Nanomedicine, Vol. I: Basic Capabilities
By Robert A., Jr. Freitas
Publisher: Landes Bioscience
Number Of Pages: 509
Publication Date: 1999-06
ISBN-10 / ASIN: 1570596808
ISBN-13 / EAN: 9781570596803
Binding: Paperback
Molecular nanotechnology has been defined as the three-dimensional positional control of molecular structure to create materials and devices to molecular precision. The human body is comprised of molecules, hence the availability of molecular nanotechnology will permit dramatic progress in human medical services. More than just an extension of "molecular medicine," nanomedicine will employ molecular machine systems to address medical problems, and will use molecular knowledge to maintain and improve human health at the molecular scale.
Nanomedicine will have extraordinary and far-reaching implications for the medical profession, for the definition of disease, for the diagnosis and treatment of medical conditions including aging, for our very personal relationships with our own bodies, and ultimately for the improvement and extension of natural human biological structure and function. This book will be published in three Volumes over the course of several years. The present Volume is the first in this series. Its intended audience is technical and professional people who are seriously interested in the future of medical technology -- particularly physical scientists, chemists, biochemists, and biomedical engineers engaged in basic research.
Summary: Basic capabilities, a very good start and a hope for tomorrow
Rating: 4
Nanotechnology is one of the most rapidly evolving fields in science, after a long period of gestation from 1950s on.
The applications of nanotech to medicine promise to be astonishing: better and longer lives, organ replacement without any immunogenicity, cancer defeating; and even a new type of human being, built up by biological and non-biological parts, in what is called singularity.
The field is so complex and has so many and widespread implications that, in the very latest period, a number of publication at different levels of depth is appearing.
This one is the first of an ambitious project dedicated to nanomedical applications. The volume is preceded by a skyhigh introduction, in which the possibilities of nanomedicine are depicted, and a sort of working plan traced.
What follows is an overwhelmingly quantity of data, which can be only appreciated and understood by readers with a deep background in sciences (MSc or PhD levels), owed to the great emphasis on chemistry, physics and physical chemistry.

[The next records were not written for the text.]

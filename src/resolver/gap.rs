//! Gap handler: what happens when a capability has no usable provider.
//!
//! Stages, first success wins:
//! 1. Relaxed retry: query again without the performance floor
//! 2. Alternatives: capabilities the definition names as substitutes
//! 3. Known capability: schedule a recovery check, answer "retry later"
//! 4. Unknown capability: ask the generator, trigger it in the background
//! 5. Escalate through the notifier

use std::sync::Arc;
use std::time::Duration;

use async_trait::async_trait;
use chrono::{DateTime, Utc};
use dashmap::DashMap;
use parking_lot::RwLock;
use serde::{Deserialize, Serialize};
use serde_json::json;

use crate::capabilities::{CapabilityRegistry, CapabilityRequest, ProviderRecord};
use crate::config::{GapConfig, StoreConfig};
use crate::generation::AutoGenerator;
use crate::store::{self, MetadataStore, ProviderFilter};

/// A capability gap nobody could fill.
#[derive(Debug, Clone, PartialEq, Serialize, Deserialize)]
pub struct Escalation {
    pub capability: String,
    pub consumer: String,
    pub reason: String,
    pub at: DateTime<Utc>,
}

/// Sink for escalations.
#[async_trait]
pub trait EscalationNotifier: Send + Sync {
    async fn notify(&self, escalation: &Escalation);
}

/// Notifier that only logs.
#[derive(Debug, Default, Clone)]
pub struct LogNotifier;

#[async_trait]
impl EscalationNotifier for LogNotifier {
    async fn notify(&self, escalation: &Escalation) {
        log::error!(
            "Capability gap escalated: {} requested by {} ({})",
            escalation.capability,
            escalation.consumer,
            escalation.reason
        );
    }
}

/// Outcome of gap handling.
#[derive(Debug, Clone, PartialEq)]
pub enum GapDecision {
    /// The relaxed query found providers for the requested capability.
    Relaxed(Vec<ProviderRecord>),
    /// A substitute capability has providers.
    Alternative {
        capability: String,
        providers: Vec<ProviderRecord>,
    },
    /// Capability is known but currently providerless; a recovery check is scheduled.
    RetryLater { retry_after_ms: u64 },
    /// Generation was triggered in the background.
    GenerationRequested,
    Escalated,
}

pub struct GapHandler {
    store: Arc<dyn MetadataStore>,
    registry: Arc<RwLock<CapabilityRegistry>>,
    generator: Arc<dyn AutoGenerator>,
    notifier: Arc<dyn EscalationNotifier>,
    config: GapConfig,
    store_config: StoreConfig,
    pending_recovery: Arc<DashMap<String, ()>>,
}

impl GapHandler {
    pub fn new(
        store: Arc<dyn MetadataStore>,
        registry: Arc<RwLock<CapabilityRegistry>>,
        generator: Arc<dyn AutoGenerator>,
        notifier: Arc<dyn EscalationNotifier>,
        config: GapConfig,
        store_config: StoreConfig,
    ) -> Self {
        Self {
            store,
            registry,
            generator,
            notifier,
            config,
            store_config,
            pending_recovery: Arc::new(DashMap::new()),
        }
    }

    /// Capabilities with a recovery check in flight.
    pub fn pending_recoveries(&self) -> Vec<String> {
        self.pending_recovery.iter().map(|e| e.key().clone()).collect()
    }

    /// Query again for the requested capability with only the status and
    /// consumer constraints kept.
    pub async fn relaxed_retry(&self, request: &CapabilityRequest) -> Vec<ProviderRecord> {
        let found = self.query(&request.capability, &relaxed_filter(request)).await;
        if !found.is_empty() {
            log::info!(
                "Relaxed requirements for {} found {} provider(s)",
                request.capability,
                found.len()
            );
        }
        found
    }

    /// Run the fallback stages for a request that found no providers.
    pub async fn handle_no_providers(&self, request: &CapabilityRequest) -> GapDecision {
        let capability = request.capability.as_str();
        let relaxed = relaxed_filter(request);

        if request.requirements.min_performance.is_some() {
            let found = self.relaxed_retry(request).await;
            if !found.is_empty() {
                return GapDecision::Relaxed(found);
            }
        }

        let alternatives = self.registry.read().alternatives(capability);
        for alternative in alternatives {
            let found = self.query(&alternative, &relaxed).await;
            if !found.is_empty() {
                log::info!("Using alternative {} for {}", alternative, capability);
                return GapDecision::Alternative {
                    capability: alternative,
                    providers: found,
                };
            }
        }

        if self.is_known(capability).await {
            let active = self.query(capability, &ProviderFilter::active()).await;
            if !active.is_empty() {
                let reason = format!(
                    "{} active provider(s), none admit consumer {}",
                    active.len(),
                    request.consumer
                );
                return self.escalate(request, reason).await;
            }
            self.schedule_recovery(capability);
            return GapDecision::RetryLater {
                retry_after_ms: self.config.recovery_retry_ms,
            };
        }

        if self.config.auto_generation && self.generator.can_auto_generate(capability).await {
            self.trigger_generation(request);
            return GapDecision::GenerationRequested;
        }

        self.escalate(request, "no providers, no alternatives, not generatable".to_string())
            .await
    }

    async fn escalate(&self, request: &CapabilityRequest, reason: String) -> GapDecision {
        let escalation = Escalation {
            capability: request.capability.clone(),
            consumer: request.consumer.clone(),
            reason,
            at: Utc::now(),
        };
        self.notifier.notify(&escalation).await;
        GapDecision::Escalated
    }

    async fn query(&self, capability: &str, filter: &ProviderFilter) -> Vec<ProviderRecord> {
        match store::bounded(
            &self.store_config,
            "query_providers",
            self.store.query_providers(capability, filter),
        )
        .await
        {
            Ok(found) => found,
            Err(e) => {
                log::warn!("Fallback query for {} failed: {}", capability, e);
                Vec::new()
            }
        }
    }

    async fn is_known(&self, capability: &str) -> bool {
        if self.registry.read().is_defined(capability) {
            return true;
        }
        store::bounded(
            &self.store_config,
            "capability_known",
            self.store.capability_known(capability),
        )
        .await
        .unwrap_or(false)
    }

    fn schedule_recovery(&self, capability: &str) {
        if self.pending_recovery.insert(capability.to_string(), ()).is_some() {
            log::debug!("Recovery check for {} already scheduled", capability);
            return;
        }
        log::info!(
            "Capability {} has no active providers, re-checking in {}ms",
            capability,
            self.config.recovery_retry_ms
        );

        let store = self.store.clone();
        let store_config = self.store_config.clone();
        let pending = self.pending_recovery.clone();
        let capability = capability.to_string();
        let delay = Duration::from_millis(self.config.recovery_retry_ms);
        tokio::spawn(async move {
            tokio::time::sleep(delay).await;
            let active = store::bounded(
                &store_config,
                "query_providers",
                store.query_providers(&capability, &ProviderFilter::active()),
            )
            .await
            .map(|found| found.len())
            .unwrap_or(0);

            let payload = json!({ "capability": capability, "active_providers": active });
            if let Err(e) = store::bounded(
                &store_config,
                "record_audit_event",
                store.record_audit_event("capability_recovery_check", &payload),
            )
            .await
            {
                log::warn!("Recovery check for {} not recorded: {}", capability, e);
            }
            if active > 0 {
                log::info!("Capability {} recovered with {} provider(s)", capability, active);
            }
            pending.remove(&capability);
        });
    }

    fn trigger_generation(&self, request: &CapabilityRequest) {
        let generator = self.generator.clone();
        let capability = request.capability.clone();
        let requirements = request.requirements.clone();
        log::info!("Requesting generation of {}", capability);
        tokio::spawn(async move {
            if let Err(e) = generator.request_generation(&capability, &requirements).await {
                log::warn!("Generation request for {} failed: {}", capability, e);
            }
        });
    }
}

fn relaxed_filter(request: &CapabilityRequest) -> ProviderFilter {
    ProviderFilter {
        compatible_with: Some(request.consumer.clone()),
        ..ProviderFilter::active()
    }
}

The start is good and I sincerely hope that next volumes are at the same level.
For specialists only.
Summary: NanoMedicine-It's Not Science Fiction any more!
Rating: 5
This is an extremely comprehensive and scholarly work (of which there are 2 more volumes)on the subject of nanotechnology, especially as it can be applied to medicine. It is not however, an easy read. I am nothing intellectually close to the audience that this is written for, yet I have an expanded understanding of not only current technology, but also what the possiblities are. For the curious jr. scientist, or the real deal, this is an amazing book that can begin your journey into what I believe is the next great wave of technology of the 21st century.
Summary: Excruciatingly thorough
Rating: 5
I am uncertain of the wisdom of writing such a detailed book on technologies that mostly seem a couple of decades away.
But this book is a bargain even if you ignore the parts of it that deal with medicine.
Chapter 2 is by far the best survey I've seen of research that might constitute important steps toward a molecular assembler.
Section 6.5.7 takes only one page to present a strong argument which implies that almost all other discussions of global warming are asking the wrong questions.
Summary: Predicting the future by making it happen
Rating: 5
I'm a research engineer with a major U.S. corporation, and I think that Nanomedicine is an awesome book - Freitas obviously did a huge amount of work in writing this book. It isn't light reading - you need a college-level scientific education to really understand it, but even those without a technical background will appreciate the solid foundation that this provides for the tremendous advances that advanced nanotechnology will make possible. At any rate, if you want to understand the coming nanotechnology revolution in medicine, you must read this book.